Material provided Start Marker

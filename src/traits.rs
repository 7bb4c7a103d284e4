pub mod puzzle {
    use colored::Colorize;

    use crate::board::{Board, CELLS, SIDE};

    pub trait DebugPrintable {
        /// Box-drawn grid. `highlight` marks a tile, e.g. the one that just slid.
        fn render(&self, highlight: Option<u8>) -> String;

        fn debug_print(&self, highlight: Option<u8>) {
            println!("{}", self.render(highlight));
        }
    }

    fn border(left: &str, joint: &str, right: &str) -> String {
        let mut line = String::from(left);
        for col in 0..SIDE {
            line.push_str("───");
            if col < SIDE - 1 {
                line.push_str(joint);
            }
        }
        line.push_str(right);
        line
    }

    /// Renders a grid where some cells may be unknown (`None`).
    pub fn render_cells(cells: &[Option<u8>; CELLS], highlight: Option<u8>) -> String {
        let mut out = Vec::with_capacity(2 * SIDE + 1);
        out.push(border("┌", "┬", "┐"));

        for row in 0..SIDE {
            let mut line = String::from("│");
            for col in 0..SIDE {
                let cell = match cells[row * SIDE + col] {
                    Some(0) => format!(" {} ", " ".on_green()),
                    Some(value) if Some(value) == highlight => format!(" {} ", value.to_string().yellow().bold()),
                    Some(value) => format!(" {} ", value),
                    None => format!(" {} ", "?".dimmed()),
                };
                line.push_str(&cell);
                line.push('│');
            }
            out.push(line);

            if row < SIDE - 1 {
                out.push(border("├", "┼", "┤"));
            }
        }

        out.push(border("└", "┴", "┘"));
        out.join("\n")
    }

    impl DebugPrintable for Board {
        fn render(&self, highlight: Option<u8>) -> String {
            let mut cells = [None; CELLS];
            for (idx, &value) in self.cells().iter().enumerate() {
                cells[idx] = Some(value);
            }
            render_cells(&cells, highlight)
        }
    }

    pub trait Heuristic {
        fn heuristic(&self, goal: &Board) -> u32;
    }

    impl Heuristic for Board {
        fn heuristic(&self, goal: &Board) -> u32 {
            manhattan_distance(self, goal)
        }
    }

    /// Sum over the non-blank tiles of the row plus column distance to where
    /// the tile sits in `goal`.
    pub fn manhattan_distance(board: &Board, goal: &Board) -> u32 {
        let mut target = [0usize; CELLS];
        for (idx, &value) in goal.cells().iter().enumerate() {
            target[value as usize] = idx;
        }

        let mut distance: u32 = 0;
        for (idx, &value) in board.cells().iter().enumerate() {
            if value == 0 {
                continue;
            }
            let solved_idx = target[value as usize];
            let lateral_moves = (idx % SIDE).abs_diff(solved_idx % SIDE);
            let vertical_moves = (idx / SIDE).abs_diff(solved_idx / SIDE);
            distance += (lateral_moves + vertical_moves) as u32;
        }

        distance
    }
}

#[cfg(test)]
mod tests {
    use super::puzzle::{manhattan_distance, DebugPrintable, Heuristic};
    use crate::board::Board;

    #[test]
    fn calculates_manhattan_distance_correctly() {
        let goal = Board::solved();
        let puzzle: Board = "123456708".parse().unwrap();
        assert_eq!(puzzle.heuristic(&goal), 1);

        // 1 2 3      8: one row, one column
        // 8 5 4      4: two columns
        // 7 6 0      6: one row, one column
        let puzzle: Board = "123854760".parse().unwrap();
        assert_eq!(manhattan_distance(&puzzle, &goal), 2 + 2 + 2);
        assert_eq!(goal.heuristic(&goal), 0);
    }

    #[test]
    fn distance_is_relative_to_the_supplied_goal() {
        let goal: Board = "012345678".parse().unwrap();
        assert_eq!(goal.heuristic(&goal), 0);
        assert!(Board::solved().heuristic(&goal) > 0);
    }

    #[test]
    fn renders_box_drawn_grid() {
        colored::control::set_override(false);
        let rendered = Board::solved().render(None);
        let lines: Vec<&str> = rendered.lines().collect();
        assert_eq!(lines.len(), 7);
        assert_eq!(lines[0], "┌───┬───┬───┐");
        assert_eq!(lines[1], "│ 1 │ 2 │ 3 │");
        assert_eq!(lines[5], "│ 7 │ 8 │   │");
        assert_eq!(lines[6], "└───┴───┴───┘");
    }
}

Material provided End Marker

* _What you need to do_
Copy every record exactly.

* _Answer section_
filename src/traits.rs
repository 7bb4c7a103d284e4
pub mod puzzle {
    use colored::Colorize;

    use crate::board::{Board, CELLS, SIDE};

    pub trait DebugPrintable {
        /// Box-drawn grid. `highlight` marks a tile, e.g. the one that just slid.
        fn render(&self, highlight: Option<u8>) -> String;

        fn debug_print(&self, highlight: Option<u8>) {
            println!("{}", self.render(highlight));
        }
    }

    fn border(left: &str, joint: &str, right: &str) -> String {
        let mut line = String::from(left);
        for col in 0..SIDE {
            line.push_str("───");
            if col < SIDE - 1 {
                line.push_str(joint);
            }
        }
        line.push_str(right);
        line
    }

    /// Renders a grid where some cells may be unknown (`None`).
    pub fn render_cells(cells: &[Option<u8>; CELLS], highlight: Option<u8>) -> String {
        let mut out = Vec::with_capacity(2 * SIDE + 1);
        out.push(border("┌", "┬", "┐"));

        for row in 0..SIDE {
            let mut line = String::from("│");
            for col in 0..SIDE {
                let cell = match cells[row * SIDE + col] {
                    Some(0) => format!(" {} ", " ".on_green()),
                    Some(value) if Some(value) == highlight => format!(" {} ", value.to_string().yellow().bold()),
                    Some(value) => format!(" {} ", value),
                    None => format!(" {} ", "?".dimmed()),
                };
                line.push_str(&cell);
                line.push('│');
            }
            out.push(line);

            if row < SIDE - 1 {
                out.push(border("├", "┼", "┤"));
            }
        }

        out.push(border("└", "┴", "┘"));
        out.join("\n")
    }

    impl DebugPrintable for Board {
        fn render(&self, highlight: Option<u8>) -> String {
            let mut cells = [None; CELLS];
            for (idx, &value) in self.cells().iter().enumerate() {
                cells[idx] = Some(value);
            }
            render_cells(&cells, highlight)
        }
    }

    pub trait Heuristic {
        fn heuristic(&self, goal: &Board) -> u32;
    }

    impl Heuristic for Board {
        fn heuristic(&self, goal: &Board) -> u32 {
            manhattan_distance(self, goal)
        }
    }

    /// Sum over the non-blank tiles of the row plus column distance to where
    /// the tile sits in `goal`.
    pub fn manhattan_distance(board: &Board, goal: &Board) -> u32 {
        let mut target = [0usize; CELLS];
        for (idx, &value) in goal.cells().iter().enumerate() {
            target[value as usize] = idx;
        }

        let mut distance: u32 = 0;
        for (idx, &value) in board.cells().iter().enumerate() {
            if value == 0 {
                continue;
            }
            let solved_idx = target[value as usize];
            let lateral_moves = (idx % SIDE).abs_diff(solved_idx % SIDE);
            let vertical_moves = (idx / SIDE).abs_diff(solved_idx / SIDE);
            distance += (lateral_moves + vertical_moves) as u32;
        }

        distance
    }
}

#[cfg(test)]
mod tests {
    use super::puzzle::{manhattan_distance, DebugPrintable, Heuristic};
    use crate::board::Board;

    #[test]
    fn calculates_manhattan_distance_correctly() {
        let goal = Board::solved();
        let puzzle: Board = "123456708".parse().unwrap();
        assert_eq!(puzzle.heuristic(&goal), 1);

        // 1 2 3      8: one row, one column
        // 8 5 4      4: two columns
        // 7 6 0      6: one row, one column
        let puzzle: Board = "123854760".parse().unwrap();
        assert_eq!(manhattan_distance(&puzzle, &goal), 2 + 2 + 2);
        assert_eq!(goal.heuristic(&goal), 0);
    }

    #[test]
    fn distance_is_relative_to_the_supplied_goal() {
        let goal: Board = "012345678".parse().unwrap();
        assert_eq!(goal.heuristic(&goal), 0);
        assert!(Board::solved().heuristic(&goal) > 0);
    }

    #[test]
    fn renders_box_drawn_grid() {
        colored::control::set_override(false);
        let rendered = Board::solved().render(None);
        let lines: Vec<&str> = rendered.lines().collect();
        assert_eq!(lines.len(), 7);
        assert_eq!(lines[0], "┌───┬───┬───┐");
        assert_eq!(lines[1], "│ 1 │ 2 │ 3 │");
        assert_eq!(lines[5], "│ 7 │ 8 │   │");
        assert_eq!(lines[6], "└───┴───┴───┘");
    }
}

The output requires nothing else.